Cinéma – Douglas SIRK : Écrit sur du vent (1956)

Detlef Sierck (1897-1987), cinéaste allemand émigre aux Etats-Unis en 1937 pour fuir le nazisme, alors que, ironie de l’Histoire, ses parents, danois, ont obtenu la nationalité allemande juste avant la Première Guerre Mondiale et qu’il a lui-même servi dans la Marine pendant ce conflit. A l’instar de bien d’autres réalisateurs comme Fritz Lang, Otto Preminger ou Billy Wilder, et d’autant plus que son épouse était Juive, il a voulu quitter son pays d’adoption pour des horizons plus cléments. Il laisse derrière lui son patronyme, le troquant pour celui plus américain de Douglas Sirk. Et pour compléter ce tableau déjà très perturbé, il perdra son fils né d’un premier mariage à l’âge de 19 ans, mort dans les rangs de l’armée allemande en 1944.

Est-ce en raison de cette existence malmenée qu’il émane de ses films une si profonde humanité (dans le sens neutre du terme) ? Et que le cinéaste excelle dans ce genre que l’on appelle « mélodrame » avec de vrais morceaux de sentiment dedans ? Il est devenu un conteur emblématique de l’âme américaine dans les années 1950/1960, tissant sa pellicule de l’arc-en-ciel des passions humaines.

Ici, un quatuor de personnages, deux hommes et deux femmes, reliés en « rectangle » amoureux du type A qui aime B qui aime C qui aime D, nous plonge dans un histoire noire et sulfureuse. Le climax du film est au début, une voiture qui fonce en zigzaguant dans la nuit désertique pour rejoindre une maison luxueuse, un coup de feu, un homme qui chancelle et s’effondre mort ; le reste du film sera le récit en flash-back des événements qui se sont enchaînés de manière implacable pour nous conduire à ce drame.

C’est une peinture sans concession d’une certaine société américaine que le cinéaste nous montre ici, celle de la richesse et de la réussite dans un des domaines les plus symboliques de l’époque, le pétrole. Parures de diamants, belles voitures, demeures cossues peuplée d’une armée de serviteurs, voilà le quotidien des Hadley, le père, Kyle le fils aîné (Robert Stack) et sa soeur Marylee (Dorothy Malone). Et ce que nous dit cette oeuvre, c’est que l’argent ne fait pas le bonheur, prenant en cela le contrepied du rêve américain (n’oublions pas que le cinéaste était socialiste dans sa première vie allemande). Car le frère et la soeur, qui en sont venus à se détester, noient leur mal de vivre et leur ennui dans l’alcool, la drogue et les fréquentations malsaines, regrettant le temps lointain de leur enfance, comme un Eldorado perdu. C’est quelque part un film qui nous dit la difficulté de grandir, de quitter la vie rêvée et les distractions dans lesquelles on s’étourdit, pour rejoindre la vraie vie ; il faudra la mort quasi sacrificielle du frère pour que la soeur endosse, à la fin son rôle d’adulte responsable.

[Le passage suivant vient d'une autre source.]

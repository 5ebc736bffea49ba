// 该文件是 Yebing （叶病识别） 项目的一部分。
// src/tensor.rs - 输入张量构建
//
// 本文件根据 Apache 许可证第 2.0 版（以下简称“许可证”）授权使用；
// 除非遵守该许可证条款，否则您不得使用本文件。
// 您可通过以下网址获取许可证副本：
// http://www.apache.org/licenses/LICENSE-2.0
// 除非适用法律要求或书面同意，根据本许可协议分发的软件均按“原样”提供，
// 不附带任何形式的明示或暗示的保证或条件。
// 有关许可权限与限制的具体条款，请参阅本许可协议。
//
// Copyright (C) 2026 Johann Li <me@qinka.pro>, Wareless Group

use std::{fmt, str::FromStr};

use thiserror::Error;

use crate::frame::{AsNchwFrame, AsNhwcFrame, RGB_CHANNELS, RgbNchwFrame, RgbNhwcFrame};

/// 模型声明的输入元素类型
#[derive(Debug, Clone, Copy, PartialEq, Eq, Hash)]
pub enum ElementType {
  U8,
  F32,
}

impl ElementType {
  pub fn as_str(&self) -> &'static str {
    match self {
      ElementType::U8 => "uint8",
      ElementType::F32 => "float32",
    }
  }
}

impl fmt::Display for ElementType {
  fn fmt(&self, f: &mut fmt::Formatter<'_>) -> fmt::Result {
    f.write_str(self.as_str())
  }
}

impl FromStr for ElementType {
  type Err = TensorError;

  fn from_str(s: &str) -> Result<Self, Self::Err> {
    match s.to_ascii_lowercase().as_str() {
      "u8" | "uint8" => Ok(ElementType::U8),
      "f32" | "float32" | "float" => Ok(ElementType::F32),
      other => Err(TensorError::UnknownElementType(other.to_string())),
    }
  }
}

/// 输入张量的维度顺序
#[derive(Debug, Clone, Copy, PartialEq, Eq, Hash, Default)]
pub enum TensorLayout {
  #[default]
  Nhwc,
  Nchw,
}

impl TensorLayout {
  pub fn as_str(&self) -> &'static str {
    match self {
      TensorLayout::Nhwc => "NHWC",
      TensorLayout::Nchw => "NCHW",
    }
  }
}

#[derive(Error, Debug, Clone, PartialEq, Eq)]
pub enum TensorError {
  #[error("帧尺寸与模型不符: 期望 {expected_h}x{expected_w}, 实际 {actual_h}x{actual_w}")]
  ShapeMismatch {
    expected_h: usize,
    expected_w: usize,
    actual_h: usize,
    actual_w: usize,
  },
  #[error("未知的元素类型: {0}")]
  UnknownElementType(String),
}

#[derive(Debug, Clone, PartialEq)]
pub enum TensorData {
  U8(Box<[u8]>),
  F32(Box<[f32]>),
}

/// 单张图像的输入张量，形状为 `[1, H, W, 3]` 或 `[1, 3, H, W]`
#[derive(Debug, Clone, PartialEq)]
pub struct InputTensor {
  shape: [usize; 4],
  layout: TensorLayout,
  data: TensorData,
}

impl InputTensor {
  pub fn shape(&self) -> [usize; 4] {
    self.shape
  }

  pub fn layout(&self) -> TensorLayout {
    self.layout
  }

  pub fn element_type(&self) -> ElementType {
    match self.data {
      TensorData::U8(_) => ElementType::U8,
      TensorData::F32(_) => ElementType::F32,
    }
  }

  pub fn data(&self) -> &TensorData {
    &self.data
  }

  pub fn len(&self) -> usize {
    match &self.data {
      TensorData::U8(d) => d.len(),
      TensorData::F32(d) => d.len(),
    }
  }

  pub fn is_empty(&self) -> bool {
    self.len() == 0
  }

  pub fn as_u8(&self) -> Option<&[u8]> {
    match &self.data {
      TensorData::U8(d) => Some(d),
      TensorData::F32(_) => None,
    }
  }

  pub fn as_f32(&self) -> Option<&[f32]> {
    match &self.data {
      TensorData::F32(d) => Some(d),
      TensorData::U8(_) => None,
    }
  }
}

/// 将缩放后的帧展开为模型输入张量
///
/// `U8` 原样输出 [0, 255]，`F32` 每个通道值除以 255 得到 [0.0, 1.0]。
/// 帧尺寸必须与 `height`/`width` 一致。
pub fn build_tensor(
  frame: &RgbNhwcFrame,
  height: usize,
  width: usize,
  element_type: ElementType,
  layout: TensorLayout,
) -> Result<InputTensor, TensorError> {
  if frame.height() != height || frame.width() != width {
    return Err(TensorError::ShapeMismatch {
      expected_h: height,
      expected_w: width,
      actual_h: frame.height(),
      actual_w: frame.width(),
    });
  }

  let (shape, pixels): ([usize; 4], std::borrow::Cow<'_, [u8]>) = match layout {
    TensorLayout::Nhwc => (
      [1, height, width, RGB_CHANNELS],
      std::borrow::Cow::Borrowed(frame.as_nhwc()),
    ),
    TensorLayout::Nchw => (
      [1, RGB_CHANNELS, height, width],
      std::borrow::Cow::Owned(RgbNchwFrame::from(frame).as_nchw().to_vec()),
    ),
  };

  let data = match element_type {
    ElementType::U8 => TensorData::U8(pixels.into_owned().into_boxed_slice()),
    ElementType::F32 => TensorData::F32(pixels.iter().map(|&v| v as f32 / 255.0).collect()),
  };

  Ok(InputTensor {
    shape,
    layout,
    data,
  })
}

Face à ces deux figures égocentriques et déviantes, deux être purs, un ami qui fait partie de la famille depuis l’origine, Mitch Wayne (Rock Hudson, acteur fétiche du réalisateur) et une femme venue d’ailleurs, Lucy Moore (Lauren Bacall). Calmes, posés, ils ont pour mission de remettre de l’ordre, chacun à sa manière. Leur confrontation à la fratrie prend des allures de tragédie antique, presque manichéenne, blanc contre noir, pureté contre vice, harmonie contre chaos.

Ce quatuor d’acteurs est excellent, il nous rappelle tous ces comédiens pas toujours très connus (à part Lauren Bacall et peut-être Rock Hudson, nous sommes d’accord), à qui il a offert des rôles de premier ordre, les Liselotte Pulver, Jane Wyman, Fred Mc Murray, Cornell Wilde et autres June Allyson, qui peuplent ses films de leurs silhouettes tellement dans le ton de l’époque. Notons que Dorothy Malone empochera en 1957 L’Oscar du second rôle féminin pour sa prestation.

La mise en scène est elle aussi très travaillée, dans un Technicolor somptueux, presque strident (ah le rouge à lèvres écarlate et les yeux bleu glacier de Lauren Bacall !) avec une utilisation d’angles indirects, portes vitrées, jeux de miroirs, clair-obscur des rideaux, qui soulignent tous les non-dits existant entre les personnages comme si la magnificence des intérieurs se teintait d’une sourde noirceur. La musique, composée par Franck Skinner est également clé, de douce et sensible quand elle frôle Mitch ou Lucy, elle se fait jazz endiablé presque diabolique quand Marylee ou Kyle se laissent aller à leurs penchants sombres.

Un grand et beau classique à voir et revoir.